U.S. Air Force monitoring aircraft haven’t yet picked up the signs of radiation usually associated with such a test. The blast itself is thought to have had less than a kiloton of force, perhaps significantly less, leading experts to question whether the test was only partially successful.
North Korea’s claimed nuclear test – U.S. intelligence agencies still hadn’t confirmed it Tuesday – has brought wide condemnation and given new impetus to the U.S. drive for further sanctions.
But the White House also found itself on the defensive Tuesday against critics who said President Bush’s policy of refusing to engage North Korea in direct, one-on-one talks had backfired.
Bush said in May 2003 that the United States wouldn’t tolerate a nuclear-armed North Korea. Since that time, Pyongyang is thought to have expanded its stockpile of nuclear weapons, has broken a self-imposed moratorium on test-firing ballistic missiles and on Monday apparently conducted its first underground nuclear-weapons test.
Campbell, who served during the Clinton administration, gave the Bush administration high marks for its muscular response to the crisis this week, but he said the administration should have tried a different approach earlier.
“The biggest problem has been a reluctance to engage (North Korea) diplomatically,” he said. The administration, he said, seems to “worry that by talking to them at a very high level, that we are somehow blessing … a reprehensible regime.”

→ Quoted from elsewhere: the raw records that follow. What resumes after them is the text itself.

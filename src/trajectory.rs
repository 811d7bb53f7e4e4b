use std::{
    fs::File,
    io::{BufRead, BufReader, BufWriter, Write},
    path::Path,
};

use nalgebra::Point3;
use tracing::{debug, info};

use crate::{
    crs::{Crs, reproject},
    errors::{Result, TrajframeError, malformed_value},
    helmert::HelmertTransform,
};

const DEFAULT_FIELDS: &str = "t,px,py,pz,qx,qy,qz,qw";

/// Column layout of a trajectory file.
#[derive(Clone, PartialEq, Debug)]
struct Fields {
    names: Vec<String>,
    time: usize,
    position: [usize; 3],
}

impl Fields {
    fn parse(spec: &str) -> Result<Self> {
        let names: Vec<String> = spec.split(',').map(|s| s.trim().to_owned()).collect();
        let index = |name: &'static str| {
            names
                .iter()
                .position(|n| n == name)
                .ok_or(TrajframeError::MissingField(name))
        };
        Ok(Self {
            time: index("t")?,
            position: [index("px")?, index("py")?, index("pz")?],
            names,
        })
    }

    fn is_extra(&self, i: usize) -> bool {
        i != self.time && !self.position.contains(&i)
    }
}

/// A trajectory: timestamps, positions and any further columns of the file.
///
/// Files are plain text. Header lines start with `#` and hold a key and a
/// value, e.g. `#epsg 4978` or `#fields t,px,py,pz`. Data rows follow.
#[derive(Clone, PartialEq, Debug)]
pub struct Trajectory {
    /// Header lines in file order, as (key, value).
    header: Vec<(String, String)>,
    fields: Fields,
    delimiter: u8,
    epsg: Option<u32>,
    tstamps: Vec<f64>,
    positions: Vec<Point3<f64>>,
    /// Remaining columns of every row, in field order.
    extra: Vec<Vec<String>>,
}

impl Trajectory {
    /// Reads a trajectory file.
    pub fn from_file(path: impl AsRef<Path>) -> Result<Self> {
        let path = path.as_ref();
        let file = File::open(path)?;
        let trajectory = Self::from_reader(BufReader::new(file))?;
        info!(
            path = %path.display(),
            n = trajectory.len(),
            epsg = ?trajectory.epsg,
            "read trajectory"
        );
        Ok(trajectory)
    }

    /// Reads a trajectory from any buffered source.
    pub fn from_reader<R: BufRead>(mut reader: R) -> Result<Self> {
        let mut header = Vec::new();
        let mut body = String::new();
        let mut line = String::new();

        // header lines lead the file, rows are handed to the CSV reader
        while reader.read_line(&mut line)? > 0 {
            let trimmed = line.trim();
            if let Some(entry) = trimmed.strip_prefix('#') {
                let (key, value) = entry.split_once(char::is_whitespace).unwrap_or((entry, ""));
                if key.is_empty() {
                    return Err(TrajframeError::MalformedHeader(trimmed.to_owned()));
                }
                header.push((key.to_owned(), value.trim().to_owned()));
            } else {
                body.push_str(&line);
                reader.read_to_string(&mut body)?;
            }
            line.clear();
        }

        let lookup = |key: &str| {
            header
                .iter()
                .find(|(k, _)| k == key)
                .map(|(_, v)| v.as_str())
        };
        let fields = Fields::parse(lookup("fields").unwrap_or(DEFAULT_FIELDS))?;
        let delimiter = match lookup("delimiter") {
            Some(d) if d.len() == 1 => d.as_bytes()[0],
            Some(d) if d.is_empty() => b' ',
            Some(d) => return Err(TrajframeError::MalformedHeader(format!("#delimiter {d}"))),
            None => b',',
        };
        let epsg = match lookup("epsg") {
            Some(code) => Some(
                code.parse::<u32>()
                    .map_err(|_| TrajframeError::MalformedHeader(format!("#epsg {code}")))?,
            ),
            None => None,
        };

        let mut rows = csv::ReaderBuilder::new()
            .has_headers(false)
            .delimiter(delimiter)
            .trim(csv::Trim::All)
            .comment(Some(b'#'))
            .from_reader(body.as_bytes());

        let mut tstamps = Vec::new();
        let mut positions = Vec::new();
        let mut extra = Vec::new();
        for (row, record) in rows.records().enumerate() {
            let record = record?;
            if record.len() != fields.names.len() {
                let line: Vec<&str> = record.iter().collect();
                return Err(malformed_value(row, line.join(",")));
            }
            let value = |i: usize| {
                record[i]
                    .parse::<f64>()
                    .map_err(|_| malformed_value(row, &record[i]))
            };
            tstamps.push(value(fields.time)?);
            let [x, y, z] = fields.position;
            positions.push(Point3::new(value(x)?, value(y)?, value(z)?));
            extra.push(
                record
                    .iter()
                    .enumerate()
                    .filter(|(i, _)| fields.is_extra(*i))
                    .map(|(_, v)| v.to_owned())
                    .collect(),
            );
        }

        Ok(Self {
            header,
            fields,
            delimiter,
            epsg,
            tstamps,
            positions,
            extra,
        })
    }

    /// Writes the trajectory file.
    pub fn to_file(&self, path: impl AsRef<Path>) -> Result<()> {
        let path = path.as_ref();
        self.to_writer(BufWriter::new(File::create(path)?))?;
        info!(path = %path.display(), n = self.len(), epsg = ?self.epsg, "wrote trajectory");
        Ok(())
    }

    pub fn to_writer<W: Write>(&self, mut writer: W) -> Result<()> {
        for (key, value) in &self.header {
            if value.is_empty() {
                writeln!(writer, "#{key}")?;
            } else {
                writeln!(writer, "#{key} {value}")?;
            }
        }

        let mut rows = csv::WriterBuilder::new()
            .has_headers(false)
            .delimiter(self.delimiter)
            .from_writer(writer);
        for ((t, p), extra) in self.tstamps.iter().zip(&self.positions).zip(&self.extra) {
            let mut extra = extra.iter();
            let record: Vec<String> = (0..self.fields.names.len())
                .map(|i| match i {
                    i if i == self.fields.time => t.to_string(),
                    i if i == self.fields.position[0] => p.x.to_string(),
                    i if i == self.fields.position[1] => p.y.to_string(),
                    i if i == self.fields.position[2] => p.z.to_string(),
                    _ => extra.next().cloned().unwrap_or_default(),
                })
                .collect();
            rows.write_record(&record)?;
        }
        rows.flush()?;
        Ok(())
    }

    pub fn len(&self) -> usize {
        self.positions.len()
    }

    /// UNIX timestamps in seconds.
    pub fn tstamps(&self) -> &[f64] {
        &self.tstamps
    }

    pub fn positions(&self) -> &[Point3<f64>] {
        &self.positions
    }

    pub fn positions_mut(&mut self) -> &mut [Point3<f64>] {
        &mut self.positions
    }

    pub fn epsg(&self) -> Option<u32> {
        self.epsg
    }

    /// Relabels the positions without touching them.
    pub fn set_epsg(&mut self, epsg: u32) {
        debug!(from = ?self.epsg, to = epsg, "relabelling trajectory");
        self.epsg = Some(epsg);

        let value = epsg.to_string();
        match self.header.iter_mut().find(|(key, _)| key == "epsg") {
            Some(entry) => entry.1 = value,
            None => self.header.insert(0, ("epsg".to_owned(), value)),
        }
    }

    /// Reprojects the positions into another reference system.
    pub fn to_epsg(&mut self, epsg: u32) -> Result<()> {
        let from = Crs::from_epsg(self.epsg.ok_or(TrajframeError::MissingCrs)?)?;
        let to = Crs::from_epsg(epsg)?;
        reproject(&mut self.positions, &from, &to)?;
        self.set_epsg(epsg);
        Ok(())
    }

    /// Applies a Helmert transformation to the positions.
    pub fn apply_transformation(&mut self, transform: &HelmertTransform) {
        transform.apply(&mut self.positions);
    }
}

#[cfg(test)]
mod tests {
    use super::*;
    use approx::assert_relative_eq;

    const SAMPLE: &str = "\
#name drive 12
#epsg 4978
#fields t,px,py,pz,qx,qy,qz,qw
1721001600.0,3770000.125,446000.5,5108000.75,0,0,0,1
1721001600.1,3770001.125,446001.5,5108001.75,0,0,0.7071,0.7071
";

    #[test]
    fn reads_header_and_rows() {
        let trajectory = Trajectory::from_reader(SAMPLE.as_bytes()).unwrap();
        assert_eq!(trajectory.epsg(), Some(4978));
        assert_eq!(trajectory.len(), 2);
        assert_eq!(trajectory.tstamps(), &[1721001600.0, 1721001600.1]);
        assert_eq!(
            trajectory.positions()[1],
            Point3::new(3770001.125, 446001.5, 5108001.75)
        );
        assert_eq!(trajectory.extra[1], vec!["0", "0", "0.7071", "0.7071"]);
    }

    #[test]
    fn write_then_read_preserves_everything() {
        let mut trajectory = Trajectory::from_reader(SAMPLE.as_bytes()).unwrap();
        trajectory.set_epsg(4936);

        let dir = tempfile::tempdir().unwrap();
        let path = dir.path().join("out.traj");
        trajectory.to_file(&path).unwrap();

        let text = std::fs::read_to_string(&path).unwrap();
        assert!(text.starts_with("#name drive 12\n#epsg 4936\n#fields t,px,py,pz,qx,qy,qz,qw\n"));
        assert_eq!(Trajectory::from_file(&path).unwrap(), trajectory);
    }

    #[test]
    fn custom_field_order_and_delimiter() {
        let text = "#epsg 4937\n#delimiter ;\n#fields px,py,pz,t\n52.5;13.4;35.0;10.0\n";
        let trajectory = Trajectory::from_reader(text.as_bytes()).unwrap();
        assert_eq!(trajectory.tstamps(), &[10.0]);
        assert_eq!(trajectory.positions()[0], Point3::new(52.5, 13.4, 35.0));

        let mut out = Vec::new();
        trajectory.to_writer(&mut out).unwrap();
        assert_eq!(
            String::from_utf8(out).unwrap(),
            "#epsg 4937\n#delimiter ;\n#fields px,py,pz,t\n52.5;13.4;35;10\n"
        );
    }

    #[test]
    fn missing_position_column() {
        let text = "#fields t,px,py\n1,2,3\n";
        assert!(matches!(
            Trajectory::from_reader(text.as_bytes()),
            Err(TrajframeError::MissingField("pz"))
        ));
    }

    #[test]
    fn malformed_number() {
        let text = "#fields t,px,py,pz\n1,2,x,4\n";
        assert!(matches!(
            Trajectory::from_reader(text.as_bytes()),
            Err(TrajframeError::MalformedValue { row: 0, .. })
        ));
    }

    #[test]
    fn reprojection_needs_crs() {
        let text = "#fields t,px,py,pz\n1,2,3,4\n";
        let mut trajectory = Trajectory::from_reader(text.as_bytes()).unwrap();
        assert!(matches!(
            trajectory.to_epsg(4936),
            Err(TrajframeError::MissingCrs)
        ));
    }

    #[test]
    fn reprojection_relabels() {
        let text = "#epsg 4937\n#fields t,px,py,pz\n0,52.5,13.4,35.0\n";
        let mut trajectory = Trajectory::from_reader(text.as_bytes()).unwrap();
        trajectory.to_epsg(4936).unwrap();
        assert_eq!(trajectory.epsg(), Some(4936));
        trajectory.to_epsg(4937).unwrap();
        assert_relative_eq!(trajectory.positions()[0].x, 52.5, epsilon = 1e-10);
        assert_relative_eq!(trajectory.positions()[0].z, 35.0, epsilon = 1e-6);
    }
}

Secretary of State Condoleezza Rice and other Bush aides ruled out direct talks, arguing that the Clinton administration had tried it and that it failed.
“The United States tried direct dialogue with the North Koreans in the ’90s. And that resulted in the North Koreans signing on to agreements that they then didn’t keep,” Rice said on CNN.
She referred to a 1994 deal known as the Agreed Framework, under which North Korea’s known nuclear program, involving plutonium, was frozen.
The United States charges that Pyongyang cheated on the deal by pursuing a second, covert program based on uranium enrichment.
Rice argued that the U.S. is in a stronger position to deal with North Korea because Japan, South Korea and, especially, China are prepared to take united action against the country.